COURSEWORK, EXAMS, AND ASSIGNMENTS

MIDTERM EXAM (30%)

The midterm exam will be closed book, closed notes and in the short-essay format (8-10 questions). The questions will be based mostly on classroom lectures. There will be NO Final Exam for this class. Academic integrality will be strictly enforced. Consequences for cheating will be severe.

MAJOR CONFERENCE REVIEW AND PROPOSAL (20%)

Each student will be required to select a major data/text mining or computing related conference of interest to him/her. He/she will study significant recent (past 4 years) papers published in the selected conference and provide a systematic review, illustration, and analysis of these papers.

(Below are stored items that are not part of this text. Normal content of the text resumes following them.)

//! Acknowledgement rendering.
//!
//! Each provider's protocol fixes the body it expects back: a bare `OK`,
//! a bare `1`/`0`, or a structured JSON body. Status codes follow the
//! shared convention: 200 for applied/ignored/duplicate, 400 for
//! malformed input, 403 for failed verification, 404 or 500 for unknown
//! users per provider, 500 for transient failures so the provider
//! retries.

use actix_web::http::StatusCode;
use actix_web::HttpResponse;
use serde_json::json;

use reconcile_core::{AckStyle, Outcome, ProviderSpec, RejectReason};

/// Render a terminal outcome into the provider's acknowledgement.
pub fn render(spec: Option<&ProviderSpec>, outcome: &Outcome) -> HttpResponse {
    let style = spec.map(|s| s.ack).unwrap_or_default();

    match outcome {
        Outcome::Applied {
            user_id,
            external_id,
            amount,
            new_balance,
            ..
        } => success(
            style,
            json!({
                "success": true,
                "message": "Reward credited successfully",
                "user_id": user_id,
                "transaction_id": external_id,
                "amount": amount,
                "new_balance": new_balance,
            }),
        ),
        Outcome::Ignored { .. } => success(
            style,
            json!({
                "success": true,
                "message": "Postback received but status not approved yet",
            }),
        ),
        Outcome::DuplicateIgnored { external_id } => success(
            style,
            json!({
                "success": true,
                "message": "Transaction already processed",
                "transaction_id": external_id,
            }),
        ),
        Outcome::Rejected(reason) => {
            let status = rejection_status(spec, reason);
            failure(style, status, &reason.to_string())
        }
    }
}

/// Store-side failure: always 500 so the provider's retry convention
/// kicks in.
pub fn render_failure(spec: Option<&ProviderSpec>) -> HttpResponse {
    let style = spec.map(|s| s.ack).unwrap_or_default();
    failure(style, StatusCode::INTERNAL_SERVER_ERROR, "Internal server error")
}

fn rejection_status(spec: Option<&ProviderSpec>, reason: &RejectReason) -> StatusCode {
    match reason {
        RejectReason::MissingField(_)
        | RejectReason::InvalidAmount(_)
        | RejectReason::UnknownProvider(_) => StatusCode::BAD_REQUEST,
        RejectReason::Forbidden(_) => StatusCode::FORBIDDEN,
        RejectReason::UserNotFound(_) => spec
            .and_then(|s| StatusCode::from_u16(s.user_not_found_status).ok())
            .unwrap_or(StatusCode::NOT_FOUND),
    }
}

fn success(style: AckStyle, body: serde_json::Value) -> HttpResponse {
    match style {
        AckStyle::OkText => HttpResponse::Ok()
            .content_type("text/plain; charset=utf-8")
            .body("OK"),
        AckStyle::Digit => HttpResponse::Ok()
            .content_type("text/plain; charset=utf-8")
            .body("1"),
        AckStyle::Json => HttpResponse::Ok().json(body),
    }
}

fn failure(style: AckStyle, status: StatusCode, message: &str) -> HttpResponse {
    match style {
        AckStyle::OkText => HttpResponse::build(status)
            .content_type("text/plain; charset=utf-8")
            .body("ERROR"),
        AckStyle::Digit => HttpResponse::build(status)
            .content_type("text/plain; charset=utf-8")
            .body("0"),
        AckStyle::Json => HttpResponse::build(status).json(json!({ "error": message })),
    }
}
use actix_cors::Cors;
use actix_web::{middleware, web, App, HttpServer};
use dotenvy::dotenv;
use std::sync::Arc;
use tracing::{info, warn, Level};
use tracing_subscriber::FmtSubscriber;

use postback_gateway::config::Config;
use postback_gateway::handlers::{self, AppState};
use reconcile_core::{LedgerStore, MemoryLedgerStore, PgLedgerStore, ProviderRegistry, Reconciler};

#[actix_web::main]
async fn main() -> std::io::Result<()> {
    dotenv().ok();

    FmtSubscriber::builder()
        .with_max_level(Level::INFO)
        .with_target(false)
        .init();

    let config = Config::from_env().expect("Failed to load configuration");
    config.validate().expect("Invalid configuration");

    info!("Starting postback gateway on port {}", config.server.port);

    let store: Arc<dyn LedgerStore> = if config.database.url.is_empty() {
        warn!("database.url not configured; using volatile in-memory ledger store");
        Arc::new(MemoryLedgerStore::new())
    } else {
        Arc::new(
            PgLedgerStore::connect(&config.database.url, config.database.max_connections)
                .await
                .expect("Failed to connect to database"),
        )
    };

    let registry = ProviderRegistry::from_specs(config.provider_specs())
        .expect("Invalid provider registry");
    info!("Loaded {} provider descriptors", registry.len());

    let state = web::Data::new(AppState {
        reconciler: Arc::new(Reconciler::new(registry, store)),
    });

    let workers = config.server.workers;
    let bind = (config.server.host.clone(), config.server.port);

    HttpServer::new(move || {
        App::new()
            .wrap(Cors::permissive())
            .wrap(middleware::Logger::default())
            .wrap(middleware::NormalizePath::trim())
            .app_data(state.clone())
            .configure(handlers::configure_routes)
    })
    .workers(workers)
    .bind(bind)?
    .run()
    .await
}
//! RewardRail reconciliation core.
//!
//! Converts untrusted reward postbacks from heterogeneous third-party
//! providers into exactly-once credits (or chargeback debits) against
//! persistent per-user balances.
//!
//! # Architecture
//!
//! - **Provider registry**: every provider-specific fact (field
//!   synonyms, verification recipe, status tokens, policies) is
//!   declarative data, not code
//! - **One orchestrator**: normalize → verify → classify → commit, with
//!   no per-provider branches
//! - **Transactional store seam**: all side effects inside a single
//!   store transaction; Postgres in production, in-memory for tests
//!
//! # Invariants
//!
//! - At most one credit ever commits per `(provider, external_id)`
//! - The transaction ledger is append-only; chargebacks are new rows
//! - `total_earnings` is monotonically non-decreasing
//! - No partial state is observable between validation and commit

#![forbid(unsafe_code)]
#![warn(rust_2018_idioms)]

pub mod engine;
pub mod error;
pub mod normalize;
pub mod registry;
pub mod store;
pub mod types;
pub mod verify;

// Re-exports
pub use engine::Reconciler;
pub use error::{EngineError, RejectReason, StoreError};
pub use registry::{
    AckStyle, ChargebackKeying, DigestAlgorithm, DigestRecipe, FieldMap, MissingUserPolicy,
    ProviderRegistry, ProviderSpec, StatusTokens, Verification,
};
pub use store::{
    CommitReceipt, LedgerMutations, LedgerStore, LedgerTxn, MemoryLedgerStore, PgLedgerStore,
};
pub use types::{
    Account, CanonicalEvent, Classification, Outcome, RawFields, TransactionRecord, TxnKey,
    TxnKind,
};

Based on some of these papers, each student will also propose an individual research project for the class. The instructor will suggest selected major conferences for consideration. Each student will be welcome to suggest other major conferences of potential interest. The instructor will also provide tangible instruction for proposal preparation and writing based on the National Science Foundation (NSF) guideline. A conference review and project proposal (5 pages) will be needed by the third week of the semester and the conference review presentation (10-12 minutes) will be held in the second half of the semester.

RESEARCH PROJECT PRESENTATION AND PAPER (40%)

Each student will be required to propose and execute an individual, original, and data-driven research project in data/text/web mining for emerging applications of interest to the student. Projects will be judged based on the novelty and originality of the chosen or proposed algorithms and the novelty and impact of the chosen applications. Each student will present at the end of the semester (15-20 minutes) and a final research paper (8 pages, IEEE format) will be submitted after all presentation sessions. The instructor will provide details about the final paper format and structure, mostly based on significant IEEE or ACM conferences. The instructor will also discuss with students about the suitability of selected algorithms and applications.

LECTURES, ATTENDANCE, AND ACADEMIC INTEGRITY

Students are required to attend all lectures on time and honor academic integrity. Missing classes will result in loss of points or administrative drop by the instructor. Students are required to send excuse notes (via email) to the instructor before missing classes. Students are permitted to bring laptop to classroom for note taking purposes, but not for checking email or web surfing. Professional attitude and strong work ethics are needed for this class. Students are encouraged to consult the instructor for advice and help.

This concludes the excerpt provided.